◆ Exercise instructions ◆
Look for "assert!(user.id > system.id);" in the records below, then copy that line and every line after it, exactly and with nothing added.

◆ Records to process ◆
// SPDX-FileCopyrightText: 2026 Solace Contributors
// SPDX-License-Identifier: MIT OR Apache-2.0

//! Persist-then-send for agent-authored messages.

use std::sync::Arc;

use chrono::Utc;
use solace_core::types::{Conversation, Message, MessageType, NewMessage, SystemAccount, User};
use solace_core::{MessageRepository, MessageStatus, SmsTransport, SolaceError};
use tracing::{info, warn};

/// What happened to an outbound message.
#[derive(Debug)]
pub enum Delivery {
    /// The transport accepted it; `reference_id` is set.
    Sent(Message),
    /// Persisted but the transport refused it. It stays `Sending` without a
    /// reference id until the unsent sweep fails it.
    Unsent { message: Message, error: SolaceError },
}

impl Delivery {
    pub fn message(&self) -> &Message {
        match self {
            Delivery::Sent(message) | Delivery::Unsent { message, .. } => message,
        }
    }

    pub fn is_sent(&self) -> bool {
        matches!(self, Delivery::Sent(_))
    }
}

/// Records an outbound message before handing it to the transport.
#[derive(Clone)]
pub struct OutboundSender {
    messages: Arc<dyn MessageRepository>,
    transport: Arc<dyn SmsTransport>,
    system: SystemAccount,
}

impl OutboundSender {
    pub fn new(
        messages: Arc<dyn MessageRepository>,
        transport: Arc<dyn SmsTransport>,
        system: SystemAccount,
    ) -> Self {
        Self {
            messages,
            transport,
            system,
        }
    }

    /// Persist `body` as `Sending`, transmit it, then store the delivery id.
    ///
    /// Storage failures are errors. A transport failure is not: the persisted
    /// message is returned as [`Delivery::Unsent`].
    pub async fn deliver(
        &self,
        conversation: &Conversation,
        recipient: &User,
        body: String,
    ) -> Result<Delivery, SolaceError> {
        let mut message = self
            .messages
            .create_message(NewMessage {
                conversation_id: conversation.id,
                from_user_id: self.system.user_id,
                to_user_id: recipient.id,
                body,
                message_type: MessageType::Sms,
                status: MessageStatus::Sending,
                reference_id: None,
                sent_at: Some(Utc::now()),
                received_at: None,
            })
            .await?;

        let receipt = match self
            .transport
            .send(&self.system.phone_number, &recipient.phone_number, &message.body)
            .await
        {
            Ok(receipt) => receipt,
            Err(error) => {
                warn!(
                    message_id = %message.id,
                    conversation_id = %conversation.id,
                    user_id = %recipient.id,
                    error = %error,
                    "outbound message not sent"
                );
                return Ok(Delivery::Unsent { message, error });
            }
        };

        message.reference_id = Some(receipt.delivery_id);
        message.status = receipt.status;
        self.messages.update_message(&message).await?;

        info!(
            message_id = %message.id,
            conversation_id = %conversation.id,
            user_id = %recipient.id,
            reference_id = message.reference_id.as_deref().unwrap_or_default(),
            status = %message.status,
            "outbound message sent"
        );
        Ok(Delivery::Sent(message))
    }
}

#[cfg(test)]
mod tests {
    use super::*;
    use solace_core::ConversationRepository;
    use solace_test_utils::{MockTransport, TestStorage};

    #[tokio::test]
    async fn persists_before_sending_and_stores_reference() {
        let store = TestStorage::new().await.unwrap();
        let user = store.add_user("Dana", "+15550000002").await.unwrap();
        let conv = store
            .storage
            .create_conversation(user.id, Utc::now())
            .await
            .unwrap();
        let transport = Arc::new(MockTransport::new());
        let sender = OutboundSender::new(store.storage.clone(), transport.clone(), store.system());

        let delivery = sender
            .deliver(&conv, &user, "Hi Dana".into())
            .await
            .unwrap();
        assert!(delivery.is_sent());
        let message = delivery.message();
        assert_eq!(message.reference_id.as_deref(), Some("SM-mock-1"));
        assert_eq!(message.status, MessageStatus::Queued);
        assert!(message.sent_at.is_some());

        let sent = transport.sent().await;
        assert_eq!(sent.len(), 1);
        assert_eq!(sent[0].from, "+15550000001");
        assert_eq!(sent[0].to, "+15550000002");
        assert_eq!(sent[0].body, "Hi Dana");
    }

    #[tokio::test]
    async fn transport_failure_leaves_message_sending() {
        let store = TestStorage::new().await.unwrap();
        let user = store.add_user("Dana", "+15550000002").await.unwrap();
        let conv = store
            .storage
            .create_conversation(user.id, Utc::now())
            .await
            .unwrap();
        let transport = Arc::new(MockTransport::failing());
        let sender = OutboundSender::new(store.storage.clone(), transport, store.system());

        let delivery = sender.deliver(&conv, &user, "Hi".into()).await.unwrap();
        let Delivery::Unsent { message, error } = delivery else {
            panic!("expected unsent delivery");
        };
        assert!(error.is_transient());

        let stored = store.storage.get_message(message.id).await.unwrap().unwrap();
        assert_eq!(stored.status, MessageStatus::Sending);
        assert!(stored.reference_id.is_none());
    }
}
// SPDX-FileCopyrightText: 2026 Solace Contributors
// SPDX-License-Identifier: MIT OR Apache-2.0

//! Figment-to-miette error bridge with "did you mean" suggestions.

#![allow(unused_assignments)] // miette's Diagnostic derive generates code triggering this lint

use miette::{Diagnostic, NamedSource, SourceSpan};
use thiserror::Error;

/// Minimum Jaro-Winkler similarity for a key suggestion.
const SUGGESTION_THRESHOLD: f64 = 0.75;

/// A configuration error with rich diagnostic information.
#[derive(Debug, Error, Diagnostic)]
pub enum ConfigError {
    /// An unknown key was found in the configuration.
    #[error("unknown configuration key `{key}`")]
    #[diagnostic(
        code(solace::config::unknown_key),
        help("{}", unknown_key_help(suggestion.as_deref(), valid_keys))
    )]
    UnknownKey {
        key: String,
        suggestion: Option<String>,
        valid_keys: String,
        #[label("not a recognized key")]
        span: Option<SourceSpan>,
        #[source_code]
        src: Option<NamedSource<String>>,
    },

    /// A configuration value has the wrong type.
    #[error("invalid type for key `{key}`: {detail}")]
    #[diagnostic(code(solace::config::invalid_type), help("expected {expected}"))]
    InvalidType {
        key: String,
        detail: String,
        expected: String,
    },

    /// A required configuration key is missing.
    #[error("missing required key `{key}`")]
    #[diagnostic(
        code(solace::config::missing_key),
        help("add `{key} = <value>` to solace.toml")
    )]
    MissingKey { key: String },

    /// A semantic validation failure.
    #[error("validation error: {message}")]
    #[diagnostic(code(solace::config::validation))]
    Validation { message: String },

    /// Catch-all for other configuration errors.
    #[error("configuration error: {0}")]
    #[diagnostic(code(solace::config::other))]
    Other(String),
}

impl ConfigError {
    pub(crate) fn validation(message: impl Into<String>) -> Self {
        ConfigError::Validation {
            message: message.into(),
        }
    }
}

fn unknown_key_help(suggestion: Option<&str>, valid_keys: &str) -> String {
    match suggestion {
        Some(s) => format!("did you mean `{s}`? valid keys: {valid_keys}"),
        None => format!("valid keys: {valid_keys}"),
    }
}

/// Convert a `figment::Error` (which may hold several errors) into diagnostics.
///
/// `toml_sources` holds `(path, content)` pairs used to attach source spans
/// to unknown-key errors.
pub fn figment_to_config_errors(
    err: figment::Error,
    toml_sources: &[(String, String)],
) -> Vec<ConfigError> {
    use figment::error::Kind;

    err.into_iter()
        .map(|error| match &error.kind {
            Kind::UnknownField(field, expected) => {
                let (span, src) = locate(&error, field, toml_sources);
                ConfigError::UnknownKey {
                    key: field.clone(),
                    suggestion: suggest_key(field, expected),
                    valid_keys: expected.join(", "),
                    span,
                    src,
                }
            }
            Kind::MissingField(field) => ConfigError::MissingKey {
                key: field.to_string(),
            },
            Kind::InvalidType(actual, expected) => ConfigError::InvalidType {
                key: error.path.join("."),
                detail: format!("found {actual}, expected {expected}"),
                expected: expected.to_string(),
            },
            _ => ConfigError::Other(error.to_string()),
        })
        .collect()
}

/// Attach a span when the error originated from one of the known TOML files.
fn locate(
    error: &figment::error::Error,
    field: &str,
    toml_sources: &[(String, String)],
) -> (Option<SourceSpan>, Option<NamedSource<String>>) {
    let origin = error
        .metadata
        .as_ref()
        .and_then(|m| m.source.as_ref())
        .and_then(|s| match s {
            figment::Source::File(path) => Some(path.display().to_string()),
            _ => None,
        });

    let Some((path, content)) = origin.and_then(|origin| {
        toml_sources
            .iter()
            .find(|(path, _)| *path == origin)
            .map(|(p, c)| (p.clone(), c.clone()))
    }) else {
        return (None, None);
    };

    match find_key_offset(&content, error.path.first().map(String::as_str), field) {
        Some(offset) => (
            Some(SourceSpan::new(offset.into(), field.len())),
            Some(NamedSource::new(path, content)),
        ),
        None => (None, None),
    }
}

/// Byte offset of `field` inside `[section]` (or the top level when `None`).
pub fn find_key_offset(content: &str, section: Option<&str>, field: &str) -> Option<usize> {
    let mut offset = 0;
    let mut in_section = section.is_none();

    for line in content.split_inclusive('\n') {
        let trimmed = line.trim_start();
        if trimmed.starts_with('[') {
            in_section = section.is_some_and(|s| trimmed.trim_end() == format!("[{s}]"));
        } else if in_section
            && let Some(rest) = trimmed.strip_prefix(field)
            && rest.trim_start().starts_with('=')
        {
            return Some(offset + (line.len() - trimmed.len()));
        }
        offset += line.len();
    }

    None
}

/// Best Jaro-Winkler match above the threshold.
pub fn suggest_key(unknown: &str, valid_keys: &[&str]) -> Option<String> {
    valid_keys
        .iter()
        .map(|key| (strsim::jaro_winkler(unknown, key), *key))
        .filter(|(score, _)| *score > SUGGESTION_THRESHOLD)
        .max_by(|a, b| a.0.total_cmp(&b.0))
        .map(|(_, key)| key.to_string())
}

/// Render errors to stderr using miette's graphical handler.
pub fn render_errors(errors: &[ConfigError]) {
    let handler = miette::GraphicalReportHandler::new();
    for error in errors {
        let mut buf = String::new();
        if handler.render_report(&mut buf, error as &dyn Diagnostic).is_ok() {
            eprint!("{buf}");
        } else {
            eprintln!("Error: {error}");
        }
    }
}
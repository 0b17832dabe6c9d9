// SPDX-FileCopyrightText: 2026 Solace Contributors
// SPDX-License-Identifier: MIT OR Apache-2.0

//! Temp SQLite storage seeded with the system account.

use std::sync::Arc;

use solace_config::model::StorageConfig;
use solace_core::types::{
    AccountStatus, Conversation, EmotionScores, MessageId, NewUser, SystemAccount, User, UserId,
};
use solace_core::{SolaceError, StorageAdapter, UserRepository};
use solace_storage::SqliteStorage;
use solace_storage::queries;

use crate::SYSTEM_PHONE;

/// A migrated database in a temp directory. The directory is removed on drop.
pub struct TestStorage {
    pub storage: Arc<SqliteStorage>,
    system: SystemAccount,
    _temp_dir: tempfile::TempDir,
}

impl TestStorage {
    /// Create the database and insert the system user (id 1).
    pub async fn new() -> Result<Self, SolaceError> {
        let temp_dir =
            tempfile::TempDir::new().map_err(|e| SolaceError::Storage { source: e.into() })?;
        let storage = SqliteStorage::new(StorageConfig {
            database_path: temp_dir.path().join("test.db").display().to_string(),
            wal_mode: true,
        });
        storage.initialize().await?;

        let system = SystemAccount {
            user_id: UserId(1),
            phone_number: SYSTEM_PHONE.to_string(),
        };
        storage.ensure_system_user(&system, "Solace").await?;

        Ok(Self {
            storage: Arc::new(storage),
            system,
            _temp_dir: temp_dir,
        })
    }

    pub fn system(&self) -> SystemAccount {
        self.system.clone()
    }

    /// An active, verified user with nudges enabled.
    pub async fn add_user(&self, first_name: &str, phone: &str) -> Result<User, SolaceError> {
        self.insert_user(first_name, phone, true).await
    }

    /// Same as [`TestStorage::add_user`] with nudges switched off.
    pub async fn add_user_without_nudges(
        &self,
        first_name: &str,
        phone: &str,
    ) -> Result<User, SolaceError> {
        self.insert_user(first_name, phone, false).await
    }

    async fn insert_user(
        &self,
        first_name: &str,
        phone: &str,
        nudge_enabled: bool,
    ) -> Result<User, SolaceError> {
        self.storage
            .create_user(NewUser {
                id: None,
                first_name: first_name.to_string(),
                last_name: "Tester".to_string(),
                email: None,
                phone_number: phone.to_string(),
                phone_verified: true,
                nudge_enabled,
                status: AccountStatus::Active,
            })
            .await
    }

    /// Every conversation owned by `user_id`, oldest first.
    pub async fn conversations_of(&self, user_id: UserId) -> Result<Vec<Conversation>, SolaceError> {
        queries::conversations::conversations_for_user(self.storage.database()?, user_id).await
    }

    /// Number of debits recorded for one message.
    pub async fn debits_for(&self, message_id: MessageId) -> Result<u64, SolaceError> {
        queries::credits::debits_for_message(self.storage.database()?, message_id).await
    }

    /// Sum of credits charged to `user_id`.
    pub async fn total_debited(&self, user_id: UserId) -> Result<f64, SolaceError> {
        queries::credits::total_debited(self.storage.database()?, user_id).await
    }

    /// Emotion scores stored for one message.
    pub async fn emotion_scores_for(
        &self,
        message_id: MessageId,
    ) -> Result<Vec<EmotionScores>, SolaceError> {
        queries::emotions::scores_for_message(self.storage.database()?, message_id).await
    }
}

#[cfg(test)]
mod tests {
    use super::*;

    #[tokio::test]
    async fn seeds_system_account() {
        let store = TestStorage::new().await.unwrap();
        let system = store.storage.get_user(UserId(1)).await.unwrap().unwrap();
        assert_eq!(system.phone_number, SYSTEM_PHONE);
        assert!(!system.nudge_enabled);

        let user = store.add_user("Dana", "+15550000002").await.unwrap();
        assert!(user.id > system.id);
        assert!(store.conversations_of(user.id).await.unwrap().is_empty());
    }
}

◆ Exercise response ◆
        assert!(user.id > system.id);
        assert!(store.conversations_of(user.id).await.unwrap().is_empty());
    }
}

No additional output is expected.